## Task objective
For this exercise, transcribe all of the entries exactly.

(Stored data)
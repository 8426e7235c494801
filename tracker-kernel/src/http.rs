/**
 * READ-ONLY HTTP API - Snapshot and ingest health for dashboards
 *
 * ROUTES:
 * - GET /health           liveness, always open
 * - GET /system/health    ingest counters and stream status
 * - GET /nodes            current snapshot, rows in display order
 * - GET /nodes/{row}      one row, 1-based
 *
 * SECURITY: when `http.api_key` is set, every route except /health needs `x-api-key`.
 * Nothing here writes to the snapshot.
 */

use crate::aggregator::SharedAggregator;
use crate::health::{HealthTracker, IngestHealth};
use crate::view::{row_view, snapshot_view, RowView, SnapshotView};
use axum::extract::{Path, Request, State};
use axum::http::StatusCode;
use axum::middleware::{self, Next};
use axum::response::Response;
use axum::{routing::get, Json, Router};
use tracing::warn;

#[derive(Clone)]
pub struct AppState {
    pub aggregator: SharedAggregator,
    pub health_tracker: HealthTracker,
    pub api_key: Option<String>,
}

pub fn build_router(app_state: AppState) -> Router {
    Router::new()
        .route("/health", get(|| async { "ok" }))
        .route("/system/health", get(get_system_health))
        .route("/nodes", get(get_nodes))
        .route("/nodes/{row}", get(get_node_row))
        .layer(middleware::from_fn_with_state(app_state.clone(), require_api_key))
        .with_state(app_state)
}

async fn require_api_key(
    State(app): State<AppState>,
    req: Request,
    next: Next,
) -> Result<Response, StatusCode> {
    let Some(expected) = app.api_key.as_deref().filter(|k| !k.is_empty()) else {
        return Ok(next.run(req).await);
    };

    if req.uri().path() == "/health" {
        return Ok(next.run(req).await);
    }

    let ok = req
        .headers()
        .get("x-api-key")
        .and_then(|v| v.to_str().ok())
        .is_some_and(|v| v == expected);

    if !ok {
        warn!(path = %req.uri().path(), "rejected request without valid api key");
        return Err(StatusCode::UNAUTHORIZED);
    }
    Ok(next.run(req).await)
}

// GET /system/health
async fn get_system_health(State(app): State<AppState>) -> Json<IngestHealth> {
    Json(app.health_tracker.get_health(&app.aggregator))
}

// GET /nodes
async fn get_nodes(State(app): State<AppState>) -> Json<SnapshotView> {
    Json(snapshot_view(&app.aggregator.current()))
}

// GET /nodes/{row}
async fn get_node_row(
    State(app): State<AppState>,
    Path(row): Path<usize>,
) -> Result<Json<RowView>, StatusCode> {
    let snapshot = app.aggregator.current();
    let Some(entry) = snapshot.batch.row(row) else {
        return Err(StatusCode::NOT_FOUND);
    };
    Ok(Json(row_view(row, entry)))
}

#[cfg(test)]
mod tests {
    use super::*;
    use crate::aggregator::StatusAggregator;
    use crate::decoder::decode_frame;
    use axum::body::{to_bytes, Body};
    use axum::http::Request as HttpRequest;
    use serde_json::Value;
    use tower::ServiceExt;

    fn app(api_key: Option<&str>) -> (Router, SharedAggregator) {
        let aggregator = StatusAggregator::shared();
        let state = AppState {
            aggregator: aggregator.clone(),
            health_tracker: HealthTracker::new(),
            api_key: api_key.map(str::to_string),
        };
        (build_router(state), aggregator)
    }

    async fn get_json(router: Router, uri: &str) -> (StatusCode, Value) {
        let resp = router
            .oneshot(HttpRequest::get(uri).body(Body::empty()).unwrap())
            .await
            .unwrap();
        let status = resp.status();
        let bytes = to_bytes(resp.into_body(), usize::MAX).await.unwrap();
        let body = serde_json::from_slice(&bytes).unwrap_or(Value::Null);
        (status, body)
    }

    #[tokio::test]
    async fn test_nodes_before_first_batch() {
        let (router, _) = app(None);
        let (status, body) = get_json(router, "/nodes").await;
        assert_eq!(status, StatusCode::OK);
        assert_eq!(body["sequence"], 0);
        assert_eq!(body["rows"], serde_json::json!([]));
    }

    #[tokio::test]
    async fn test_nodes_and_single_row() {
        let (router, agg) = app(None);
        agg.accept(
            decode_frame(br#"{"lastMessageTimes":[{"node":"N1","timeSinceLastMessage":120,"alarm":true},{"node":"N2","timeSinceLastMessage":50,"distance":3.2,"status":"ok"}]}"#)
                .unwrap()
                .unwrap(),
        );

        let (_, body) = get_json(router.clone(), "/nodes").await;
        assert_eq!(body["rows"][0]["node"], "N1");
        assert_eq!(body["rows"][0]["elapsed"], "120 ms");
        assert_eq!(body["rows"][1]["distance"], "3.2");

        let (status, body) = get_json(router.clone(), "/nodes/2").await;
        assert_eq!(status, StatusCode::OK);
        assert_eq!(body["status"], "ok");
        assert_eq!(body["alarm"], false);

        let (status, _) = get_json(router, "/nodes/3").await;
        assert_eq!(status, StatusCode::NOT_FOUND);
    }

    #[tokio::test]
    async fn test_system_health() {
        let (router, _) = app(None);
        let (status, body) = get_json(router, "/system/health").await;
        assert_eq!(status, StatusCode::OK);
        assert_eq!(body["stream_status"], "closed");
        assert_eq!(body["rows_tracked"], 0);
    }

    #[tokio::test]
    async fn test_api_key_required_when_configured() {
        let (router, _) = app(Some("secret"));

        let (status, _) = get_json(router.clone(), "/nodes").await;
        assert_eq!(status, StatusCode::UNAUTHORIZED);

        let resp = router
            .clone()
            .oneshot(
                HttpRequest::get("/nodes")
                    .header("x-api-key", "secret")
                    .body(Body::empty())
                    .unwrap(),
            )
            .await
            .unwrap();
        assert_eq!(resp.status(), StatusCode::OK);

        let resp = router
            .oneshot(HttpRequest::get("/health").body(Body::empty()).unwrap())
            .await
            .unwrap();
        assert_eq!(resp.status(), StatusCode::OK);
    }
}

## Answer for the task
repository 8426e7235c494801
filename tracker-kernel/src/http.rs
/**
 * READ-ONLY HTTP API - Snapshot and ingest health for dashboards
 *
 * ROUTES:
 * - GET /health           liveness, always open
 * - GET /system/health    ingest counters and stream status
 * - GET /nodes            current snapshot, rows in display order
 * - GET /nodes/{row}      one row, 1-based
 *
 * SECURITY: when `http.api_key` is set, every route except /health needs `x-api-key`.
 * Nothing here writes to the snapshot.
 */

use crate::aggregator::SharedAggregator;
use crate::health::{HealthTracker, IngestHealth};
use crate::view::{row_view, snapshot_view, RowView, SnapshotView};
use axum::extract::{Path, Request, State};
use axum::http::StatusCode;
use axum::middleware::{self, Next};
use axum::response::Response;
use axum::{routing::get, Json, Router};
use tracing::warn;

#[derive(Clone)]
pub struct AppState {
    pub aggregator: SharedAggregator,
    pub health_tracker: HealthTracker,
    pub api_key: Option<String>,
}

pub fn build_router(app_state: AppState) -> Router {
    Router::new()
        .route("/health", get(|| async { "ok" }))
        .route("/system/health", get(get_system_health))
        .route("/nodes", get(get_nodes))
        .route("/nodes/{row}", get(get_node_row))
        .layer(middleware::from_fn_with_state(app_state.clone(), require_api_key))
        .with_state(app_state)
}

async fn require_api_key(
    State(app): State<AppState>,
    req: Request,
    next: Next,
) -> Result<Response, StatusCode> {
    let Some(expected) = app.api_key.as_deref().filter(|k| !k.is_empty()) else {
        return Ok(next.run(req).await);
    };

    if req.uri().path() == "/health" {
        return Ok(next.run(req).await);
    }

    let ok = req
        .headers()
        .get("x-api-key")
        .and_then(|v| v.to_str().ok())
        .is_some_and(|v| v == expected);

    if !ok {
        warn!(path = %req.uri().path(), "rejected request without valid api key");
        return Err(StatusCode::UNAUTHORIZED);
    }
    Ok(next.run(req).await)
}

// GET /system/health
async fn get_system_health(State(app): State<AppState>) -> Json<IngestHealth> {
    Json(app.health_tracker.get_health(&app.aggregator))
}

// GET /nodes
async fn get_nodes(State(app): State<AppState>) -> Json<SnapshotView> {
    Json(snapshot_view(&app.aggregator.current()))
}

// GET /nodes/{row}
async fn get_node_row(
    State(app): State<AppState>,
    Path(row): Path<usize>,
) -> Result<Json<RowView>, StatusCode> {
    let snapshot = app.aggregator.current();
    let Some(entry) = snapshot.batch.row(row) else {
        return Err(StatusCode::NOT_FOUND);
    };
    Ok(Json(row_view(row, entry)))
}

#[cfg(test)]
mod tests {
    use super::*;
    use crate::aggregator::StatusAggregator;
    use crate::decoder::decode_frame;
    use axum::body::{to_bytes, Body};
    use axum::http::Request as HttpRequest;
    use serde_json::Value;
    use tower::ServiceExt;

    fn app(api_key: Option<&str>) -> (Router, SharedAggregator) {
        let aggregator = StatusAggregator::shared();
        let state = AppState {
            aggregator: aggregator.clone(),
            health_tracker: HealthTracker::new(),
            api_key: api_key.map(str::to_string),
        };
        (build_router(state), aggregator)
    }

    async fn get_json(router: Router, uri: &str) -> (StatusCode, Value) {
        let resp = router
            .oneshot(HttpRequest::get(uri).body(Body::empty()).unwrap())
            .await
            .unwrap();
        let status = resp.status();
        let bytes = to_bytes(resp.into_body(), usize::MAX).await.unwrap();
        let body = serde_json::from_slice(&bytes).unwrap_or(Value::Null);
        (status, body)
    }

    #[tokio::test]
    async fn test_nodes_before_first_batch() {
        let (router, _) = app(None);
        let (status, body) = get_json(router, "/nodes").await;
        assert_eq!(status, StatusCode::OK);
        assert_eq!(body["sequence"], 0);
        assert_eq!(body["rows"], serde_json::json!([]));
    }

    #[tokio::test]
    async fn test_nodes_and_single_row() {
        let (router, agg) = app(None);
        agg.accept(
            decode_frame(br#"{"lastMessageTimes":[{"node":"N1","timeSinceLastMessage":120,"alarm":true},{"node":"N2","timeSinceLastMessage":50,"distance":3.2,"status":"ok"}]}"#)
                .unwrap()
                .unwrap(),
        );

        let (_, body) = get_json(router.clone(), "/nodes").await;
        assert_eq!(body["rows"][0]["node"], "N1");
        assert_eq!(body["rows"][0]["elapsed"], "120 ms");
        assert_eq!(body["rows"][1]["distance"], "3.2");

        let (status, body) = get_json(router.clone(), "/nodes/2").await;
        assert_eq!(status, StatusCode::OK);
        assert_eq!(body["status"], "ok");
        assert_eq!(body["alarm"], false);

        let (status, _) = get_json(router, "/nodes/3").await;
        assert_eq!(status, StatusCode::NOT_FOUND);
    }

    #[tokio::test]
    async fn test_system_health() {
        let (router, _) = app(None);
        let (status, body) = get_json(router, "/system/health").await;
        assert_eq!(status, StatusCode::OK);
        assert_eq!(body["stream_status"], "closed");
        assert_eq!(body["rows_tracked"], 0);
    }

    #[tokio::test]
    async fn test_api_key_required_when_configured() {
        let (router, _) = app(Some("secret"));

        let (status, _) = get_json(router.clone(), "/nodes").await;
        assert_eq!(status, StatusCode::UNAUTHORIZED);

        let resp = router
            .clone()
            .oneshot(
                HttpRequest::get("/nodes")
                    .header("x-api-key", "secret")
                    .body(Body::empty())
                    .unwrap(),
            )
            .await
            .unwrap();
        assert_eq!(resp.status(), StatusCode::OK);

        let resp = router
            .oneshot(HttpRequest::get("/health").body(Body::empty()).unwrap())
            .await
            .unwrap();
        assert_eq!(resp.status(), StatusCode::OK);
    }
}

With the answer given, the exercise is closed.